Collected data:
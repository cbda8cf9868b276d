use std::collections::HashMap;
use std::fmt;

use anyhow::{anyhow, Error as AnyhowError, Result};
use bytes::Bytes;
use serde::de::DeserializeOwned;

#[derive(Debug, Clone)]
pub struct HttpClientResponse {
    body: Option<Bytes>,
    status_code: u16,
    status_text: String,
    // keys are lowercase
    headers: HashMap<String, String>,
}

impl HttpClientResponse {
    pub fn new(
        status_code: u16,
        status_text: String,
        headers: HashMap<String, String>,
        body: Option<Bytes>,
    ) -> Self {
        let headers = headers
            .into_iter()
            .map(|(key, value)| (key.to_ascii_lowercase(), value))
            .collect();
        Self {
            body,
            status_code,
            status_text,
            headers,
        }
    }

    pub fn body(&self) -> Option<&Bytes> {
        self.body.as_ref()
    }

    pub fn status_code(&self) -> u16 {
        self.status_code
    }

    pub fn status_text(&self) -> &str {
        &self.status_text
    }

    pub fn headers(&self) -> &HashMap<String, String> {
        &self.headers
    }

    pub fn header(&self, name: &str) -> Option<&str> {
        self.headers
            .get(&name.to_ascii_lowercase())
            .map(String::as_str)
    }

    pub fn is_success(&self) -> bool {
        (200..300).contains(&self.status_code)
    }

    pub fn is_json(&self) -> bool {
        self.header("content-type")
            .map_or(false, |value| value.starts_with("application/json"))
    }

    pub fn json<T: DeserializeOwned>(&self) -> Result<T> {
        if let Some(body) = &self.body {
            serde_json::from_slice(body).map_err(|e| anyhow!(e))
        } else {
            Err(anyhow!("No body"))
        }
    }
}

#[derive(Debug, Clone)]
pub enum HttpClientError {
    ConnectionError(String),
    Timeout,
    #[cfg(target_arch = "wasm32")]
    Js(String),
    Other(String),
}

impl fmt::Display for HttpClientError {
    fn fmt(&self, f: &mut fmt::Formatter<'_>) -> fmt::Result {
        match self {
            HttpClientError::ConnectionError(e) => {
                write!(f, "ConnectionError: {}", e)
            }
            HttpClientError::Timeout => write!(f, "Timeout"),
            #[cfg(target_arch = "wasm32")]
            HttpClientError::Js(e) => write!(f, "JsError: {}", e),
            HttpClientError::Other(e) => write!(f, "Other: {}", e),
        }
    }
}

impl std::error::Error for HttpClientError {}

impl From<AnyhowError> for HttpClientError {
    fn from(err: AnyhowError) -> Self {
        HttpClientError::Other(err.to_string())
    }
}

#[cfg(target_arch = "wasm32")]
impl From<wasm_bindgen::JsValue> for HttpClientError {
    fn from(err: wasm_bindgen::JsValue) -> Self {
        HttpClientError::Js(
            err.as_string()
                .unwrap_or_else(|| format!("{:?}", err)),
        )
    }
}

pub type HttpClientResult = Result<HttpClientResponse, HttpClientError>;

#[cfg(test)]
mod tests {
    use super::*;

    fn response(status: u16, content_type: Option<&str>) -> HttpClientResponse {
        let mut headers = HashMap::new();
        if let Some(content_type) = content_type {
            headers.insert("Content-Type".to_string(), content_type.to_string());
        }
        HttpClientResponse::new(status, String::new(), headers, None)
    }

    #[test]
    fn test_is_success() {
        assert!(response(200, None).is_success());
        assert!(response(204, None).is_success());
        assert!(!response(199, None).is_success());
        assert!(!response(301, None).is_success());
        assert!(!response(422, None).is_success());
    }

    #[test]
    fn test_is_json() {
        assert!(response(400, Some("application/json")).is_json());
        assert!(response(400, Some("application/json; charset=utf-8")).is_json());
        assert!(!response(400, Some("text/html")).is_json());
        assert!(!response(400, None).is_json());
        assert_eq!(
            response(400, Some("text/plain")).header("CONTENT-TYPE"),
            Some("text/plain")
        );
    }

    #[test]
    fn test_json_without_body() {
        let result: Result<serde_json::Value> =
            response(400, Some("application/json")).json();
        assert!(result.is_err());
    }
}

- [Task to complete]: Output the records exactly, so that each line matches what was given.

- [Response area]:
repository cbda8cf9868b276d
use std::collections::HashMap;
use std::fmt;

use anyhow::{anyhow, Error as AnyhowError, Result};
use bytes::Bytes;
use serde::de::DeserializeOwned;

#[derive(Debug, Clone)]
pub struct HttpClientResponse {
    body: Option<Bytes>,
    status_code: u16,
    status_text: String,
    // keys are lowercase
    headers: HashMap<String, String>,
}

impl HttpClientResponse {
    pub fn new(
        status_code: u16,
        status_text: String,
        headers: HashMap<String, String>,
        body: Option<Bytes>,
    ) -> Self {
        let headers = headers
            .into_iter()
            .map(|(key, value)| (key.to_ascii_lowercase(), value))
            .collect();
        Self {
            body,
            status_code,
            status_text,
            headers,
        }
    }

    pub fn body(&self) -> Option<&Bytes> {
        self.body.as_ref()
    }

    pub fn status_code(&self) -> u16 {
        self.status_code
    }

    pub fn status_text(&self) -> &str {
        &self.status_text
    }

    pub fn headers(&self) -> &HashMap<String, String> {
        &self.headers
    }

    pub fn header(&self, name: &str) -> Option<&str> {
        self.headers
            .get(&name.to_ascii_lowercase())
            .map(String::as_str)
    }

    pub fn is_success(&self) -> bool {
        (200..300).contains(&self.status_code)
    }

    pub fn is_json(&self) -> bool {
        self.header("content-type")
            .map_or(false, |value| value.starts_with("application/json"))
    }

    pub fn json<T: DeserializeOwned>(&self) -> Result<T> {
        if let Some(body) = &self.body {
            serde_json::from_slice(body).map_err(|e| anyhow!(e))
        } else {
            Err(anyhow!("No body"))
        }
    }
}

#[derive(Debug, Clone)]
pub enum HttpClientError {
    ConnectionError(String),
    Timeout,
    #[cfg(target_arch = "wasm32")]
    Js(String),
    Other(String),
}

impl fmt::Display for HttpClientError {
    fn fmt(&self, f: &mut fmt::Formatter<'_>) -> fmt::Result {
        match self {
            HttpClientError::ConnectionError(e) => {
                write!(f, "ConnectionError: {}", e)
            }
            HttpClientError::Timeout => write!(f, "Timeout"),
            #[cfg(target_arch = "wasm32")]
            HttpClientError::Js(e) => write!(f, "JsError: {}", e),
            HttpClientError::Other(e) => write!(f, "Other: {}", e),
        }
    }
}

impl std::error::Error for HttpClientError {}

impl From<AnyhowError> for HttpClientError {
    fn from(err: AnyhowError) -> Self {
        HttpClientError::Other(err.to_string())
    }
}

#[cfg(target_arch = "wasm32")]
impl From<wasm_bindgen::JsValue> for HttpClientError {
    fn from(err: wasm_bindgen::JsValue) -> Self {
        HttpClientError::Js(
            err.as_string()
                .unwrap_or_else(|| format!("{:?}", err)),
        )
    }
}

pub type HttpClientResult = Result<HttpClientResponse, HttpClientError>;

#[cfg(test)]
mod tests {
    use super::*;

    fn response(status: u16, content_type: Option<&str>) -> HttpClientResponse {
        let mut headers = HashMap::new();
        if let Some(content_type) = content_type {
            headers.insert("Content-Type".to_string(), content_type.to_string());
        }
        HttpClientResponse::new(status, String::new(), headers, None)
    }

    #[test]
    fn test_is_success() {
        assert!(response(200, None).is_success());
        assert!(response(204, None).is_success());
        assert!(!response(199, None).is_success());
        assert!(!response(301, None).is_success());
        assert!(!response(422, None).is_success());
    }

    #[test]
    fn test_is_json() {
        assert!(response(400, Some("application/json")).is_json());
        assert!(response(400, Some("application/json; charset=utf-8")).is_json());
        assert!(!response(400, Some("text/html")).is_json());
        assert!(!response(400, None).is_json());
        assert_eq!(
            response(400, Some("text/plain")).header("CONTENT-TYPE"),
            Some("text/plain")
        );
    }

    #[test]
    fn test_json_without_body() {
        let result: Result<serde_json::Value> =
            response(400, Some("application/json")).json();
        assert!(result.is_err());
    }
}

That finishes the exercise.